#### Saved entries
=-=-=-=-=

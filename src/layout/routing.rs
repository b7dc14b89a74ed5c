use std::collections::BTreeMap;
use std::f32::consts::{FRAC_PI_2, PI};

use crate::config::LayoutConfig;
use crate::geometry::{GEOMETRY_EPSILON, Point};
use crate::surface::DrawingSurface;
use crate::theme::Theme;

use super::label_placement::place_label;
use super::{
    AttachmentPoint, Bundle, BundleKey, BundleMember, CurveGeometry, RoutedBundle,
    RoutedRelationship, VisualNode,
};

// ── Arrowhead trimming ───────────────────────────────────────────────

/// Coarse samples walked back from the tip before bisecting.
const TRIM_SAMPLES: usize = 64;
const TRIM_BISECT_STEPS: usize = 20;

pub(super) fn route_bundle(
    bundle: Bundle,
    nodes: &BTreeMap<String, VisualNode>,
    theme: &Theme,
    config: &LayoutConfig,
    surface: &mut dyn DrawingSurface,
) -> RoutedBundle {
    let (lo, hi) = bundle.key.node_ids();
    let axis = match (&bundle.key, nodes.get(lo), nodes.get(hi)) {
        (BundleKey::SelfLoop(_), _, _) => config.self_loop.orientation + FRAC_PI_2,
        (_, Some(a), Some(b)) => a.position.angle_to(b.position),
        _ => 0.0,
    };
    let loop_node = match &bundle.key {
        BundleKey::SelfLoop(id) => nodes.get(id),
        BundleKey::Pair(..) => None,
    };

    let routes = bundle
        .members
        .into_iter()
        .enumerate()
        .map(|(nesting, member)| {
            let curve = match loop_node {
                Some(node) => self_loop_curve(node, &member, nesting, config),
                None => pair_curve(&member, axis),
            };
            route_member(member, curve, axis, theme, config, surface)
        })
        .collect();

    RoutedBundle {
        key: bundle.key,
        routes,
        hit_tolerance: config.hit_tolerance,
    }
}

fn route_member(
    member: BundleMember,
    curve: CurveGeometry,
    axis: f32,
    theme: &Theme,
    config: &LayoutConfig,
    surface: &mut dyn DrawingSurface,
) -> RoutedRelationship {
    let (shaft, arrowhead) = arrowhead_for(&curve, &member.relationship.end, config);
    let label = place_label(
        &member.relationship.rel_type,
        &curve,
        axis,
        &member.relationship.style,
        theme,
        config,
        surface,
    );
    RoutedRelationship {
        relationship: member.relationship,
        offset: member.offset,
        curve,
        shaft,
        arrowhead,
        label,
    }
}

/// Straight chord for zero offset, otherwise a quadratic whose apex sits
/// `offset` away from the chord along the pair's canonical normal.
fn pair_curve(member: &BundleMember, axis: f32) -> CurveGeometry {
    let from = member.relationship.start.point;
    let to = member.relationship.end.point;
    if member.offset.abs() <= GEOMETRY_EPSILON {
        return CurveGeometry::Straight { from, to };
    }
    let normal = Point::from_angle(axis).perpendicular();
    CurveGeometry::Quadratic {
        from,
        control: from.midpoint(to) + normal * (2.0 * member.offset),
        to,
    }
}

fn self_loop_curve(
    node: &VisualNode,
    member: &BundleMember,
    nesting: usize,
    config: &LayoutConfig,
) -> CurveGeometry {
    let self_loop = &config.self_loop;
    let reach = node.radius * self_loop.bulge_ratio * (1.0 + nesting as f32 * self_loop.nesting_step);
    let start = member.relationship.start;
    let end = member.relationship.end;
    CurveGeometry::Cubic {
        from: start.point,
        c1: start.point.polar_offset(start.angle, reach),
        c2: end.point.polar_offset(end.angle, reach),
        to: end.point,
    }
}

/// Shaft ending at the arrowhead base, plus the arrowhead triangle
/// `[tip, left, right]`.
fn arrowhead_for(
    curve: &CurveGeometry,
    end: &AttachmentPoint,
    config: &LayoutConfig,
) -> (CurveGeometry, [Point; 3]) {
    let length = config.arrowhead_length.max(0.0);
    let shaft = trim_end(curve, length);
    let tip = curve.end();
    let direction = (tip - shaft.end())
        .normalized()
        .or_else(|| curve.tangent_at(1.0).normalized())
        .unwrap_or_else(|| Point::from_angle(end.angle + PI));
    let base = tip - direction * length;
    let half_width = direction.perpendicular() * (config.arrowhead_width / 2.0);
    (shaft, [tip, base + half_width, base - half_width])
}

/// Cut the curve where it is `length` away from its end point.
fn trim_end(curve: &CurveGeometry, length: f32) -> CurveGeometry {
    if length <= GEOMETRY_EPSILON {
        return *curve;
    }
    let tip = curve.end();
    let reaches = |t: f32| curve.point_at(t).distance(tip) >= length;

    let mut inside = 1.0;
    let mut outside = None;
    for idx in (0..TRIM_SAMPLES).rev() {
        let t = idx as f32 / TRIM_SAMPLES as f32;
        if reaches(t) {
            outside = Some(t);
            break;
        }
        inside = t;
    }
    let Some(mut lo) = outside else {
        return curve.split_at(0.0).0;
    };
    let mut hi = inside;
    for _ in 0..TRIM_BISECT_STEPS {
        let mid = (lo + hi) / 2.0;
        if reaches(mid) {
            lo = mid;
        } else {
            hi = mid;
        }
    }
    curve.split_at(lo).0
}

=-=-=-=-=

#### Assignment
Print every record above once more, exactly as written.

#### Answer for this exercise
filename src/layout/routing.rs
repository b7dc14b89a74ed5c
use std::collections::BTreeMap;
use std::f32::consts::{FRAC_PI_2, PI};

use crate::config::LayoutConfig;
use crate::geometry::{GEOMETRY_EPSILON, Point};
use crate::surface::DrawingSurface;
use crate::theme::Theme;

use super::label_placement::place_label;
use super::{
    AttachmentPoint, Bundle, BundleKey, BundleMember, CurveGeometry, RoutedBundle,
    RoutedRelationship, VisualNode,
};

// ── Arrowhead trimming ───────────────────────────────────────────────

/// Coarse samples walked back from the tip before bisecting.
const TRIM_SAMPLES: usize = 64;
const TRIM_BISECT_STEPS: usize = 20;

pub(super) fn route_bundle(
    bundle: Bundle,
    nodes: &BTreeMap<String, VisualNode>,
    theme: &Theme,
    config: &LayoutConfig,
    surface: &mut dyn DrawingSurface,
) -> RoutedBundle {
    let (lo, hi) = bundle.key.node_ids();
    let axis = match (&bundle.key, nodes.get(lo), nodes.get(hi)) {
        (BundleKey::SelfLoop(_), _, _) => config.self_loop.orientation + FRAC_PI_2,
        (_, Some(a), Some(b)) => a.position.angle_to(b.position),
        _ => 0.0,
    };
    let loop_node = match &bundle.key {
        BundleKey::SelfLoop(id) => nodes.get(id),
        BundleKey::Pair(..) => None,
    };

    let routes = bundle
        .members
        .into_iter()
        .enumerate()
        .map(|(nesting, member)| {
            let curve = match loop_node {
                Some(node) => self_loop_curve(node, &member, nesting, config),
                None => pair_curve(&member, axis),
            };
            route_member(member, curve, axis, theme, config, surface)
        })
        .collect();

    RoutedBundle {
        key: bundle.key,
        routes,
        hit_tolerance: config.hit_tolerance,
    }
}

fn route_member(
    member: BundleMember,
    curve: CurveGeometry,
    axis: f32,
    theme: &Theme,
    config: &LayoutConfig,
    surface: &mut dyn DrawingSurface,
) -> RoutedRelationship {
    let (shaft, arrowhead) = arrowhead_for(&curve, &member.relationship.end, config);
    let label = place_label(
        &member.relationship.rel_type,
        &curve,
        axis,
        &member.relationship.style,
        theme,
        config,
        surface,
    );
    RoutedRelationship {
        relationship: member.relationship,
        offset: member.offset,
        curve,
        shaft,
        arrowhead,
        label,
    }
}

/// Straight chord for zero offset, otherwise a quadratic whose apex sits
/// `offset` away from the chord along the pair's canonical normal.
fn pair_curve(member: &BundleMember, axis: f32) -> CurveGeometry {
    let from = member.relationship.start.point;
    let to = member.relationship.end.point;
    if member.offset.abs() <= GEOMETRY_EPSILON {
        return CurveGeometry::Straight { from, to };
    }
    let normal = Point::from_angle(axis).perpendicular();
    CurveGeometry::Quadratic {
        from,
        control: from.midpoint(to) + normal * (2.0 * member.offset),
        to,
    }
}

fn self_loop_curve(
    node: &VisualNode,
    member: &BundleMember,
    nesting: usize,
    config: &LayoutConfig,
) -> CurveGeometry {
    let self_loop = &config.self_loop;
    let reach = node.radius * self_loop.bulge_ratio * (1.0 + nesting as f32 * self_loop.nesting_step);
    let start = member.relationship.start;
    let end = member.relationship.end;
    CurveGeometry::Cubic {
        from: start.point,
        c1: start.point.polar_offset(start.angle, reach),
        c2: end.point.polar_offset(end.angle, reach),
        to: end.point,
    }
}

/// Shaft ending at the arrowhead base, plus the arrowhead triangle
/// `[tip, left, right]`.
fn arrowhead_for(
    curve: &CurveGeometry,
    end: &AttachmentPoint,
    config: &LayoutConfig,
) -> (CurveGeometry, [Point; 3]) {
    let length = config.arrowhead_length.max(0.0);
    let shaft = trim_end(curve, length);
    let tip = curve.end();
    let direction = (tip - shaft.end())
        .normalized()
        .or_else(|| curve.tangent_at(1.0).normalized())
        .unwrap_or_else(|| Point::from_angle(end.angle + PI));
    let base = tip - direction * length;
    let half_width = direction.perpendicular() * (config.arrowhead_width / 2.0);
    (shaft, [tip, base + half_width, base - half_width])
}

/// Cut the curve where it is `length` away from its end point.
fn trim_end(curve: &CurveGeometry, length: f32) -> CurveGeometry {
    if length <= GEOMETRY_EPSILON {
        return *curve;
    }
    let tip = curve.end();
    let reaches = |t: f32| curve.point_at(t).distance(tip) >= length;

    let mut inside = 1.0;
    let mut outside = None;
    for idx in (0..TRIM_SAMPLES).rev() {
        let t = idx as f32 / TRIM_SAMPLES as f32;
        if reaches(t) {
            outside = Some(t);
            break;
        }
        inside = t;
    }
    let Some(mut lo) = outside else {
        return curve.split_at(0.0).0;
    };
    let mut hi = inside;
    for _ in 0..TRIM_BISECT_STEPS {
        let mid = (lo + hi) / 2.0;
        if reaches(mid) {
            lo = mid;
        } else {
            hi = mid;
        }
    }
    curve.split_at(lo).0
}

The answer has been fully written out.